**Aim of the task:**
What is the number of lines in these records that hold the word "listOrder"? Reply with that number alone.

*-*-*

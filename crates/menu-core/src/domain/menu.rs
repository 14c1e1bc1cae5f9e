// ============================================================================
// Menu Core - Menu Tree Entities
// File: crates/menu-core/src/domain/menu.rs
// Description: Submitted and persisted shapes of the two-level menu tree
// ============================================================================

use std::collections::HashMap;

use serde::{Deserialize, Serialize};
use validator::Validate;

use crate::error::DomainError;

pub type MenuId = i64;

/// Menu node as it arrives from a client.
///
/// The shape is recursive so that a malformed submission can be represented and
/// rejected; the reconciliation itself only ever sees [`RootMenu`] and [`SubMenu`].
#[derive(Debug, Clone, PartialEq, Eq, Serialize, Deserialize)]
#[serde(rename_all = "camelCase")]
pub struct MenuNode {
    #[serde(default)]
    pub id: Option<MenuId>,
    pub name: String,
    pub list_order: i32,
    #[serde(default)]
    pub children: Vec<MenuNode>,
}

/// Main menu. Only root menus carry children.
///
/// Built from a [`MenuNode`] so names are always trimmed.
#[derive(Debug, Clone, PartialEq, Eq, Serialize, Validate)]
#[serde(rename_all = "camelCase")]
pub struct RootMenu {
    pub id: Option<MenuId>,

    #[validate(length(
        min = 1,
        max = 100,
        message = "Menu name must be between 1 and 100 characters"
    ))]
    pub name: String,

    pub list_order: i32,

    #[validate(nested)]
    pub children: Vec<SubMenu>,
}

/// Sub menu. Has no children field, so a third level cannot be expressed.
#[derive(Debug, Clone, PartialEq, Eq, Serialize, Validate)]
#[serde(rename_all = "camelCase")]
pub struct SubMenu {
    pub id: Option<MenuId>,

    #[validate(length(
        min = 1,
        max = 100,
        message = "Menu name must be between 1 and 100 characters"
    ))]
    pub name: String,

    pub list_order: i32,
}

impl RootMenu {
    pub fn new(id: Option<MenuId>, name: &str, list_order: i32, children: Vec<SubMenu>) -> Self {
        Self {
            id,
            name: name.trim().to_string(),
            list_order,
            children,
        }
    }
}

impl SubMenu {
    pub fn new(id: Option<MenuId>, name: &str, list_order: i32) -> Self {
        Self {
            id,
            name: name.trim().to_string(),
            list_order,
        }
    }
}

impl TryFrom<MenuNode> for RootMenu {
    type Error = DomainError;

    fn try_from(node: MenuNode) -> Result<Self, Self::Error> {
        let children = node
            .children
            .into_iter()
            .map(SubMenu::try_from)
            .collect::<Result<Vec<_>, _>>()?;

        Ok(RootMenu::new(node.id, &node.name, node.list_order, children))
    }
}

impl TryFrom<MenuNode> for SubMenu {
    type Error = DomainError;

    fn try_from(node: MenuNode) -> Result<Self, Self::Error> {
        if !node.children.is_empty() {
            return Err(DomainError::MenuDepthExceeded {
                name: node.name.trim().to_string(),
            });
        }

        Ok(SubMenu::new(node.id, &node.name, node.list_order))
    }
}

/// Convert a submitted forest into the two-level tree, rejecting anything deeper.
pub fn into_menu_tree(nodes: Vec<MenuNode>) -> Result<Vec<RootMenu>, DomainError> {
    nodes.into_iter().map(RootMenu::try_from).collect()
}

/// Storage row.
#[derive(Debug, Clone, PartialEq, Eq, Serialize, Deserialize)]
#[serde(rename_all = "camelCase")]
pub struct MenuRecord {
    pub id: MenuId,
    pub parent_id: Option<MenuId>,
    pub name: String,
    pub list_order: i32,
}

/// Root menu as loaded from storage
#[derive(Debug, Clone, PartialEq, Eq, Serialize, Deserialize)]
#[serde(rename_all = "camelCase")]
pub struct PersistedRootMenu {
    pub id: MenuId,
    pub name: String,
    pub list_order: i32,
    pub children: Vec<PersistedSubMenu>,
}

#[derive(Debug, Clone, PartialEq, Eq, Serialize, Deserialize)]
#[serde(rename_all = "camelCase")]
pub struct PersistedSubMenu {
    pub id: MenuId,
    pub name: String,
    pub list_order: i32,
}

impl From<&PersistedRootMenu> for RootMenu {
    fn from(menu: &PersistedRootMenu) -> Self {
        RootMenu {
            id: Some(menu.id),
            name: menu.name.clone(),
            list_order: menu.list_order,
            children: menu.children.iter().map(SubMenu::from).collect(),
        }
    }
}

impl From<&PersistedSubMenu> for SubMenu {
    fn from(menu: &PersistedSubMenu) -> Self {
        SubMenu {
            id: Some(menu.id),
            name: menu.name.clone(),
            list_order: menu.list_order,
        }
    }
}

/// Group flat rows into root menus and their children, each level ordered by
/// `list_order` then `id`.
pub fn assemble_tree(records: Vec<MenuRecord>) -> Result<Vec<PersistedRootMenu>, DomainError> {
    let (roots, subs): (Vec<_>, Vec<_>) =
        records.into_iter().partition(|record| record.parent_id.is_none());

    let mut tree: Vec<PersistedRootMenu> = roots
        .into_iter()
        .map(|record| PersistedRootMenu {
            id: record.id,
            name: record.name,
            list_order: record.list_order,
            children: Vec::new(),
        })
        .collect();

    let slots: HashMap<MenuId, usize> = tree
        .iter()
        .enumerate()
        .map(|(slot, root)| (root.id, slot))
        .collect();

    for record in subs {
        let Some(parent_id) = record.parent_id else {
            continue;
        };
        let slot = slots.get(&parent_id).copied().ok_or_else(|| {
            DomainError::CorruptMenuTree(format!(
                "menu {} references parent {} which is not a root menu",
                record.id, parent_id
            ))
        })?;
        tree[slot].children.push(PersistedSubMenu {
            id: record.id,
            name: record.name,
            list_order: record.list_order,
        });
    }

    tree.sort_by_key(|root| (root.list_order, root.id));
    for root in &mut tree {
        root.children.sort_by_key(|child| (child.list_order, child.id));
    }

    Ok(tree)
}

#[cfg(test)]
mod tests {
    use super::*;

    fn record(id: MenuId, parent_id: Option<MenuId>, name: &str, list_order: i32) -> MenuRecord {
        MenuRecord {
            id,
            parent_id,
            name: name.to_string(),
            list_order,
        }
    }

    #[test]
    fn test_deserialize_camel_case_submission() {
        let json = r#"[
            {"name": "1. Menu", "listOrder": 1, "children": [
                {"name": "1-1. Menu", "listOrder": 1}
            ]},
            {"id": 7, "name": "2. Menu", "listOrder": 2}
        ]"#;
        let nodes: Vec<MenuNode> = serde_json::from_str(json).unwrap();

        let tree = into_menu_tree(nodes).unwrap();
        assert_eq!(tree.len(), 2);
        assert_eq!(tree[0].id, None);
        assert_eq!(tree[0].children[0].name, "1-1. Menu");
        assert_eq!(tree[1].id, Some(7));
        assert!(tree[1].children.is_empty());
    }

    #[test]
    fn test_json_names_are_trimmed_on_conversion() {
        let json = r#"[{"id": 3, "name": "  1. Menu ", "listOrder": 1,
            "children": [{"name": "\t1-1. Menu  ", "listOrder": 1}]}]"#;
        let nodes: Vec<MenuNode> = serde_json::from_str(json).unwrap();

        let tree = into_menu_tree(nodes).unwrap();
        assert_eq!(tree[0].name, "1. Menu");
        assert_eq!(tree[0].children[0].name, "1-1. Menu");
    }

    #[test]
    fn test_third_level_is_rejected() {
        let nodes = vec![MenuNode {
            id: None,
            name: "1. Menu".to_string(),
            list_order: 1,
            children: vec![MenuNode {
                id: None,
                name: "1-1. Menu".to_string(),
                list_order: 1,
                children: vec![MenuNode {
                    id: None,
                    name: "1-1-1. Menu".to_string(),
                    list_order: 1,
                    children: Vec::new(),
                }],
            }],
        }];

        match into_menu_tree(nodes) {
            Err(DomainError::MenuDepthExceeded { name }) => assert_eq!(name, "1-1. Menu"),
            other => panic!("expected depth violation, got {:?}", other),
        }
    }

    #[test]
    fn test_names_are_trimmed_and_validated() {
        let root = RootMenu::new(None, "  Dashboard  ", 1, vec![SubMenu::new(None, "   ", 1)]);
        assert_eq!(root.name, "Dashboard");
        assert!(root.validate().is_err());

        let root = RootMenu::new(None, "Dashboard", 1, vec![SubMenu::new(None, "Reports", 1)]);
        assert!(root.validate().is_ok());
    }

    #[test]
    fn test_assemble_tree_orders_by_list_order() {
        let tree = assemble_tree(vec![
            record(3, None, "3. Menu", 3),
            record(1, None, "1. Menu", 1),
            record(5, Some(1), "1-2. Menu", 2),
            record(4, Some(1), "1-1. Menu", 1),
            record(2, None, "2. Menu", 2),
            record(6, Some(2), "2-1. Menu", 1),
        ])
        .unwrap();

        let names: Vec<&str> = tree.iter().map(|root| root.name.as_str()).collect();
        assert_eq!(names, vec!["1. Menu", "2. Menu", "3. Menu"]);

        let children: Vec<&str> = tree[0].children.iter().map(|c| c.name.as_str()).collect();
        assert_eq!(children, vec!["1-1. Menu", "1-2. Menu"]);
        assert_eq!(tree[1].children.len(), 1);
        assert!(tree[2].children.is_empty());
    }

    #[test]
    fn test_assemble_tree_rejects_grandchildren() {
        let result = assemble_tree(vec![
            record(1, None, "1. Menu", 1),
            record(2, Some(1), "1-1. Menu", 1),
            record(3, Some(2), "1-1-1. Menu", 1),
        ]);

        assert!(matches!(result, Err(DomainError::CorruptMenuTree(_))));
    }

    #[test]
    fn test_persisted_tree_converts_back_to_submission() {
        let persisted = PersistedRootMenu {
            id: 1,
            name: "1. Menu".to_string(),
            list_order: 1,
            children: vec![PersistedSubMenu {
                id: 2,
                name: "1-1. Menu".to_string(),
                list_order: 1,
            }],
        };

        let root = RootMenu::from(&persisted);
        assert_eq!(root.id, Some(1));
        assert_eq!(root.children, vec![SubMenu::new(Some(2), "1-1. Menu", 1)]);
    }
}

*-*-*

**Answer:**
5